El «caballo de batalla» del programa continuará desde ahora hasta el final del año sólo para las empresas de los sectores clasificados como «críticos» porque no han podido reabrir o porque la demanda está sometida. Se tendrá en cuenta a quienes, antes de la AFIP, declaren actividades relacionadas con la cultura, el entretenimiento, el turismo, la restauración, el entretenimiento, el transporte de larga distancia, la salud, las peluquerías y las guarderías, como podría saber este periódico por fuentes oficiales.

El resto de las empresas pertenecientes a las actividades con volumen de negocios afectado podrán seguir utilizando otros instrumentos del programa. Sin embargo, esto no parece satisfacer a muchos de los que se habían acostumbrado a evitar el estrés financiero de principios de mes con los pagos de la ANSeS.

Horas después de que se establecieron oficialmente las condiciones de acceso al ATP 7, las cámaras que agrupan a las editoriales, la industria de las artes gráficas, los distribuidores y los libreros pidieron formalmente al Ministro de Cultura, Tristán Bauer, que los incluyera en el subsidio salarial, ya que «la producción y la comercialización de los libros presenta fluctuaciones negativas de un año a otro» y los puntos de venta de los que depende toda la cadena no logran recuperar su volumen de negocios.

El presidente de la Cámara Argentina del Libro, Martin Gremmelspacher, dijo a este diario que no había recibido señales claras de las autoridades y pronosticó que «si no estamos incluidos en la ATP, el sector sufrirá enormes daños», ya que «alrededor del 85% del sector está apoyado por el Estado».
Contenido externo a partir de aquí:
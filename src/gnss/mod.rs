
use std::collections::HashMap;
use std::sync::{Arc, Mutex};

use serde::Serialize;

pub mod common;
pub mod gps_l1_ca;
pub mod tracking;

/// Synchronization record exchanged between acquisition, tracking and the
/// downstream consumers.  Acquisition fills the acq_* fields; tracking fills
/// the rest once per PRN period.
#[derive(Debug, Clone, Serialize)]
pub struct GnssSynchro {
	pub system: char,
	pub signal: &'static str,
	pub prn: usize,
	pub acq_delay_samples: f64,
	pub acq_doppler_hz: f64,
	pub acq_samplestamp_samples: u64,
	pub prompt_i: f64,
	pub prompt_q: f64,
	pub tracking_timestamp_secs: f64,
	pub carrier_phase_rads: f64,
	pub carrier_doppler_hz: f64,
	pub code_phase_secs: f64,
	pub cn0_db_hz: f64,
	pub flag_valid_tracking: bool,
}

impl GnssSynchro {

	pub fn new(prn:usize) -> Self {
		GnssSynchro{ system: 'G', signal: "1C", prn,
			acq_delay_samples: 0.0, acq_doppler_hz: 0.0, acq_samplestamp_samples: 0,
			prompt_i: 0.0, prompt_q: 0.0, tracking_timestamp_secs: 0.0,
			carrier_phase_rads: 0.0, carrier_doppler_hz: 0.0, code_phase_secs: 0.0,
			cn0_db_hz: 0.0, flag_valid_tracking: false }
	}

}

#[derive(Debug, Clone, Copy, PartialEq, Eq)]
pub enum ControlMessage {
	StopChannel{ channel:usize },
	AcqSuccess{ channel:usize },
	AcqFail{ channel:usize },
	LossOfLock{ channel:usize },
}

#[derive(Debug, Clone, Copy, PartialEq)]
pub struct CodePhaseEntry {
	pub code_phase_samples: f64,
	pub sample_stamp: u64,
}

/// Acquired (PRN -> code phase) pairs shared across channels for diagnostics and
/// cross-channel de-duplication.  Written only from control-message dispatch,
/// never from the correlation loop.
#[derive(Clone)]
pub struct CodePhaseMap {
	inner: Arc<Mutex<HashMap<usize, CodePhaseEntry>>>,
}

impl CodePhaseMap {

	pub fn new() -> Self { Self{ inner: Arc::new(Mutex::new(HashMap::new())) } }

	pub fn insert(&self, prn:usize, entry:CodePhaseEntry) {
		self.inner.lock().unwrap().insert(prn, entry);
	}

	pub fn get(&self, prn:usize) -> Option<CodePhaseEntry> {
		self.inner.lock().unwrap().get(&prn).copied()
	}

	pub fn len(&self) -> usize { self.inner.lock().unwrap().len() }

}
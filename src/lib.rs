
use rustfft::num_complex::Complex;

pub mod filters;
pub mod fourier_analysis;
pub mod io;
pub mod gnss;
pub mod utils;

#[derive(Debug, Clone, Copy)]
pub struct Sample {
	pub val: Complex<f32>,
	pub idx: u64,
}

#[derive(Debug, PartialEq, Clone, Copy)]
pub enum DigSigProcErr {
	LossOfLock,
	FftSizeMismatch{ expected:usize, got:usize },
	InvalidPrn(usize),
	Other(&'static str),
}

use clap::{Arg, App};
use colored::*;
use rustfft::num_complex::Complex;
use serde::Serialize;

use gnss_baseband::Sample;
use gnss_baseband::gnss::{CodePhaseMap, ControlMessage, GnssSynchro};
use gnss_baseband::gnss::common::acquisition::AcqConfig;
use gnss_baseband::gnss::gps_l1_ca::channel::{Channel, ChannelState};
use gnss_baseband::gnss::gps_l1_ca::tracking::{TrackingDebug, TrkConfig};
use gnss_baseband::io;

#[derive(Debug, Serialize)]
struct OutputRecord {
	record: GnssSynchro,
	sample_position: u64,
	debug: TrackingDebug,
}

fn main() -> Result<(), &'static str> {

	let matches = App::new("GPS L1 CA CADLL Receiver Core")
		.version("0.1.0")
		.about("Takes IQ samples centered on 1575.42 MHz, acquires one satellite and tracks it with a multipath-resolving dual-DLL loop")
		.arg(Arg::with_name("filename")
			.short("f").long("filename")
			.help("Input filename")
			.required(true).takes_value(true))
		.arg(Arg::with_name("input_type")
			.short("t").long("type")
			.takes_value(true)
			.possible_value("i16").possible_value("f32")
			.default_value("i16"))
		.arg(Arg::with_name("sample_rate_sps")
			.short("s").long("sample_rate_sps")
			.takes_value(true).required(true))
		.arg(Arg::with_name("prn")
			.short("p").long("prn")
			.takes_value(true).required(true))
		.arg(Arg::with_name("doppler_max_hz")
			.long("doppler_max_hz")
			.takes_value(true).default_value("5000"))
		.arg(Arg::with_name("doppler_step_hz")
			.long("doppler_step_hz")
			.takes_value(true).default_value("500"))
		.arg(Arg::with_name("threshold")
			.long("threshold")
			.takes_value(true).default_value("0.1"))
		.arg(Arg::with_name("num_peaks")
			.long("num_peaks")
			.help("Acquire the n-th disjoint correlation peak instead of the strongest")
			.takes_value(true).default_value("1"))
		.arg(Arg::with_name("max_records")
			.short("m").long("max_records")
			.takes_value(true))
		.get_matches();

	let fname:&str = matches.value_of("filename").unwrap();
	let fs:f64 = matches.value_of("sample_rate_sps").unwrap().parse().map_err(|_| "Unable to parse sample_rate_sps")?;
	let prn:usize = matches.value_of("prn").unwrap().parse().map_err(|_| "Unable to parse prn")?;
	let opt_max_records:Option<usize> = matches.value_of("max_records").map(|s| s.parse().unwrap());

	let samples_per_code:usize = (fs * 1.0e-3).round() as usize;
	let acq_cfg = AcqConfig{
		sampled_ms: 1,
		max_dwells: 2,
		doppler_max_hz: matches.value_of("doppler_max_hz").unwrap().parse().map_err(|_| "Unable to parse doppler_max_hz")?,
		doppler_step_hz: matches.value_of("doppler_step_hz").unwrap().parse().map_err(|_| "Unable to parse doppler_step_hz")?,
		if_freq_hz: 0.0,
		fs_in: fs,
		samples_per_ms: samples_per_code,
		samples_per_code,
		bit_transition_flag: false,
		num_peaks: matches.value_of("num_peaks").unwrap().parse().map_err(|_| "Unable to parse num_peaks")?,
		threshold: matches.value_of("threshold").unwrap().parse().map_err(|_| "Unable to parse threshold")?,
		peak_separation_samples: 2.0 * (samples_per_code as f64) / 1023.0,
		dump: None };
	let trk_cfg = TrkConfig{ fs_in: fs, vector_length: samples_per_code, ..TrkConfig::default() };

	eprintln!("Decoding {} at {} [samples/sec], PRN {}, max_records={:?}", &fname, &fs, &prn, &opt_max_records);

	let samples:Vec<Complex<f32>> = match matches.value_of("input_type").unwrap() {
		"f32" => io::file_source_f32_complex(&fname).map_err(|_| "Unable to open source file")?.map(|s:Sample| s.val).collect(),
		_     => io::file_source_i16_complex(&fname).map_err(|_| "Unable to open source file")?.map(|s:Sample| s.val).collect(),
	};

	let map = CodePhaseMap::new();
	let mut chan = Channel::new(0, prn, acq_cfg, trk_cfg, map, None).map_err(|_| "Unable to build channel")?;

	let mut pos:usize = 0;
	let mut all_records:Vec<OutputRecord> = vec![];

	'stream: while pos + chan.wanted() <= samples.len() {
		let step = chan.process(&samples[pos..pos + chan.wanted()]).map_err(|_| "Channel processing failed")?;
		pos += step.consumed;

		for msg in &step.messages {
			match msg {
				ControlMessage::AcqSuccess{..} => {
					let s = chan.synchro();
					eprintln!("{}", format!("PRN {:02}: acquired at {:9.2} [Hz], {:6.0} [samples]",
						prn, s.acq_doppler_hz, s.acq_delay_samples).green());
				},
				ControlMessage::AcqFail{..}   => eprintln!("{}", format!("PRN {:02}: acquisition failed, retrying", prn).yellow()),
				ControlMessage::LossOfLock{..} => eprintln!("{}", format!("PRN {:02}: loss of lock", prn).red()),
				ControlMessage::StopChannel{..} => break 'stream,
			}
		}

		if let Some(record) = step.record {
			if record.flag_valid_tracking && chan.state() == ChannelState::Tracking {
				all_records.push(OutputRecord{ record, sample_position: chan.sample_position(), debug: chan.tracking_debug() });
				if let Some(max_records) = opt_max_records {
					if all_records.len() >= max_records { break 'stream; }
				}
			}
		}

		// A step may consume nothing while control messages flip the state;
		// only a fully idle step ends the run
		if step.consumed == 0 && step.messages.is_empty() { break 'stream; }
	}

	println!("{}", serde_json::to_string_pretty(&all_records).map_err(|_| "Unable to serialize output")?);

	Ok(())
}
En una situación similar, aparecen otras actividades que fueron excluidas del salario adicional en el ATP: el comercio, la industria, la construcción, ciertas esferas de la enseñanza privada, los servicios profesionales y la tecnología de la información, pero sobre todo las actividades en otros sectores, como las asociaciones mutuas, profesionales y cívicas, los consorcios de propietarios, los bienes raíces e incluso las sectas.

Hacia un menor gasto

El gobierno descartó abrir el grifo de la ayuda cuando el objetivo principal es «concentrar los esfuerzos fiscales en aquellos sectores en los que los niveles de actividad están todavía lejos de los observados en el período anterior a la pandemia». Con menos rigor técnico, algunas personas se desdramatizan y entienden que se trata de una presión común de sectores que no quieren perder un beneficio que se anunció desde el principio por un período limitado de tiempo.

La decisión se tomó sabiendo que el Ministro de Economía Martín Guzmán preparaba una congestión del gasto y que ello significaría, hasta fin de año, evitar los adelantos temporales del Banco Central como mecanismo de financiamiento y optar en cambio por ende endeudarse en el mercado local, en pesos, en una senda de reducción del déficit.

Por esta razón, el Gabinete Económico propuso mantener las ayudas a las empresas de los sectores que han podido reabrir, pero en forma de préstamos subvencionados que podrían convertirse en créditos fiscales siempre y cuando se mantenga o aumente el número de empleados.

En el caso de las empresas pertenecientes a sectores no críticos que observan una especificidad que no puede ser cubierta por el préstamo bonificado, la Oficina Económica recomendó al Gobierno que pasara a otro tipo de programas de ayuda, como el programa de reactivación de la producción (Repro), que prevé un pago mensual fijo de hasta un salario mínimo por trabajador durante un período de un año. Otras características específicas, sugieren los funcionarios, deberían definirse «con un análisis más detallado» y sobre la base de «caso por caso».